Однако некоторые данные позволяют предполагать, что в доколониальную эпоху передвижения населения не всегда обходились без кровопролития. Известно, что в 1909 г. валбири насильственным путем заняли земли варингари, где располагались важные источники воды. М. Меггит считает, что подобного рода захваты происходили в засушливых районах и в далеком прошлом[155]. Как сообщает Н. Тиндейл, такие племена пустыни, как пинтуби, питьяндьяра и йуму за несколько последних поколений (очевидно, со второй половины XIX в. — В.Ш.) продвинулись на юго-восток на 50-100 миль. Часть из обитавших здесь ранее янгкундьяра была истреблена, а часть из — оставшихся в живых отступила в другой район[156]. Возможно, о сходном процессе шла речь в рассказах аборигенов о том, как вонкамала потеснили ванкангуру, а те в свою очередь заняли земли диери[157]. На передвижения племен в недавнем прошлом зачастую указывает локализация их тотемических центров, которые в таком случае располагаются вне пределов современной племенной территории[158]. Приведенные выше данные подтверждают высказывание Ф. Энгельса о том, что войны в ранний период велись нерегулярно, а их цель заключалась в отмщении за нападение или в расширении территории[159]; правда, факты целенаправленного завоевания территории встречались на заре первобытности нечасто.

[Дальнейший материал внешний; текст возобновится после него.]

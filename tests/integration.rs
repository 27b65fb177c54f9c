use pacer::{convert, DistanceUnit, Pace, PaceError, RawPace, TimeUnit, UnitCategory};

#[test]
fn ten_km_in_3000_s_is_a_five_minute_pace() {
    let pace = Pace::new(10.0, 3_000.0);
    assert_eq!(pace.pace(), 300.0);
    assert_eq!(pace.clock_string(), "00:05:00");
}

#[test]
fn mile_minute_input_normalises_to_seconds_per_km() {
    // 5 mi ≈ 8.0467 km, 1500 min = 90000 s.
    let pace = Pace::with_units(5.0, 1_500.0, DistanceUnit::Mile, TimeUnit::Minute);
    assert_eq!(pace.distance_unit(), DistanceUnit::Kilometer);
    assert_eq!(pace.time_unit(), TimeUnit::Second);
    assert!((pace.pace() - 90_000.0 / 8.0467).abs() < 1e-6);
}

#[test]
fn reformatting_to_miles_and_minutes() {
    let mut pace = Pace::new(10.0, 3_000.0);
    pace.format(DistanceUnit::Mile, TimeUnit::Minute);

    assert!((pace.distance() - 6.2137).abs() < 1e-4);
    assert_eq!(pace.time(), 50.0);
    assert!((pace.pace() - 8.047).abs() < 1e-3);
}

#[test]
fn conversion_roundtrips_recover_the_original_value() {
    for from in DistanceUnit::ALL {
        for to in DistanceUnit::ALL {
            let back = convert(convert(42.195, from, to), to, from);
            assert!((back - 42.195).abs() < 1e-9);
        }
    }
    for from in TimeUnit::ALL {
        for to in TimeUnit::ALL {
            let back = convert(convert(7_200.0, from, to), to, from);
            assert!((back - 7_200.0).abs() < 1e-6);
        }
    }
}

#[test]
fn format_roundtrip_restores_the_original_pace() {
    let mut pace = Pace::with_units(21.0975, 5_400.0, DistanceUnit::Kilometer, TimeUnit::Second);
    let original = pace.pace();

    pace.format(DistanceUnit::Mile, TimeUnit::Hour)
        .format(DistanceUnit::Kilometer, TimeUnit::Second);

    assert!((pace.pace() - original).abs() < 1e-9);
}

#[test]
fn raw_boundary_covers_the_whole_error_taxonomy() {
    let missing = Pace::from_raw(&RawPace {
        time: Some("3000".into()),
        ..RawPace::default()
    })
    .unwrap_err();
    assert_eq!(
        missing,
        PaceError::RequiredParameterMissing { name: "distance" }
    );

    let bad_type = Pace::from_raw(&RawPace {
        distance: Some("10".into()),
        time: Some("soon".into()),
        ..RawPace::default()
    })
    .unwrap_err();
    assert!(matches!(bad_type, PaceError::InvalidType { name: "time", .. }));

    let bad_unit = Pace::from_raw(&RawPace {
        distance: Some("10".into()),
        time: Some("3000".into()),
        distance_unit: Some("yards".into()),
        ..RawPace::default()
    })
    .unwrap_err();
    assert_eq!(
        bad_unit,
        PaceError::InvalidUnit {
            category: UnitCategory::Distance,
            value: "yards".into(),
        }
    );
}

#[test]
fn failed_reformat_is_all_or_nothing() {
    let mut pace = Pace::new(10.0, 3_000.0);
    let before = pace;

    assert!(pace.format_raw(Some("mi"), Some("day")).is_err());
    assert_eq!(pace, before);

    assert!(pace.format_raw(None, Some("min")).is_err());
    assert_eq!(pace, before);
}

#[test]
fn zero_distance_is_an_infinite_pace_not_an_error() {
    let pace = Pace::new(0.0, 3_000.0);
    assert!(pace.pace().is_infinite());

    let from_raw = Pace::from_raw(&RawPace {
        distance: Some("0".into()),
        time: Some("3000".into()),
        ..RawPace::default()
    })
    .unwrap();
    assert!(from_raw.pace().is_infinite());
}

#[test]
fn clock_string_survives_unit_changes() {
    let mut pace = Pace::new(10.0, 3_000.0);
    let in_seconds = pace.clock_string();
    pace.format(DistanceUnit::Kilometer, TimeUnit::Hour);
    assert_eq!(pace.clock_string(), in_seconds);
}

#[cfg(feature = "serde")]
#[test]
fn serde_pace_keeps_the_legacy_camel_case_shape() {
    let pace = Pace::new(10.0, 3_000.0);
    let json = serde_json::to_string(&pace).unwrap();
    assert!(json.contains("distanceUnit"));
    assert!(json.contains("timeUnit"));

    let back: Pace = serde_json::from_str(&json).unwrap();
    assert_eq!(back.pace(), pace.pace());
}
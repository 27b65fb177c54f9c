// SPDX-License-Identifier: AGPL-3.0-or-later
// Copyright (C) 2026 Vallés Puig, Ramon

//! Pace Module
//!
//! This crate converts a (distance, time) pair into a pace — time elapsed
//! per unit of distance — supporting interchangeable units for both
//! categories and rendering pace as a clock-style string.  It targets
//! embedding in fitness and athletic calculation tools.
//!
//! # Core types
//!
//! - [`Pace`] — holds distance, time, the active units, and the derived
//!   pace; keeps `pace == time / distance` across unit changes.
//! - [`DistanceUnit`] / [`TimeUnit`] — closed unit enumerations.
//! - [`Unit`] — trait that defines a unit set (canonical factor + symbol).
//! - [`RawPace`] — untyped input boundary validated by [`Pace::from_raw`].
//! - [`PaceError`] — validation failures at the untyped boundaries.
//!
//! # Units
//!
//! | Category | Symbols | Canonical |
//! |----------|---------|-----------|
//! | distance | `m`, `km`, `mi` | `km` |
//! | time | `ms`, `s`, `min`, `h` | `s` |
//!
//! All conversions route through the canonical unit of the category; see
//! [`convert`].
//!
//! # Quick example
//!
//! ```rust
//! use pacer::{DistanceUnit, Pace, TimeUnit};
//!
//! let mut pace = Pace::new(10.0, 3_000.0); // 10 km in 3000 s
//! assert_eq!(pace.pace(), 300.0);          // seconds per kilometre
//! assert_eq!(pace.clock_string(), "00:05:00");
//!
//! pace.format(DistanceUnit::Mile, TimeUnit::Minute);
//! assert!((pace.pace() - 8.0467).abs() < 1e-3); // minutes per mile
//! ```
//!
//! # Validation
//!
//! The typed API cannot fail: units are closed enums and values are `f64`.
//! Unit strings and numeric text arriving from untyped input (deserialized
//! configuration, user input) are validated at the boundary — see
//! [`Pace::from_raw`], [`Pace::format_raw`], and the [`validator`] module —
//! and rejected with a [`PaceError`] naming the offending parameter.

mod convert;
mod error;
mod pace;
mod units;
pub mod validator;

// ── Re-exports ────────────────────────────────────────────────────────────

pub use convert::{convert, seconds_to_clock};
pub use error::{PaceError, Result};
pub use pace::{Pace, RawPace};
pub use units::{DistanceUnit, TimeUnit, Unit, UnitCategory};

Изменение племенной территории постепенно вело и к изменениям в идеологии. Первоначально люди рассматривали свое новое местообитание как временное и локализовали свою «настоящую» племенную территорию там, где проходили пути их мифических предков. Они мечтали вернуться на родину и чувствовали духовные связи с ней, которые укреплялись мифологическими представлениями, а также обладанием некоторыми «священными» предметами, песнями, танцами и ритуалами. Тем не менее, через некоторое время люди начинали рассматривать новую территорию обитания, как свою собственную, хотя и помнили о прежней жизни в другом месте; чувство общности с прежней территорией постепенно исчезало; возникали мифологические связи с новой территорией[160].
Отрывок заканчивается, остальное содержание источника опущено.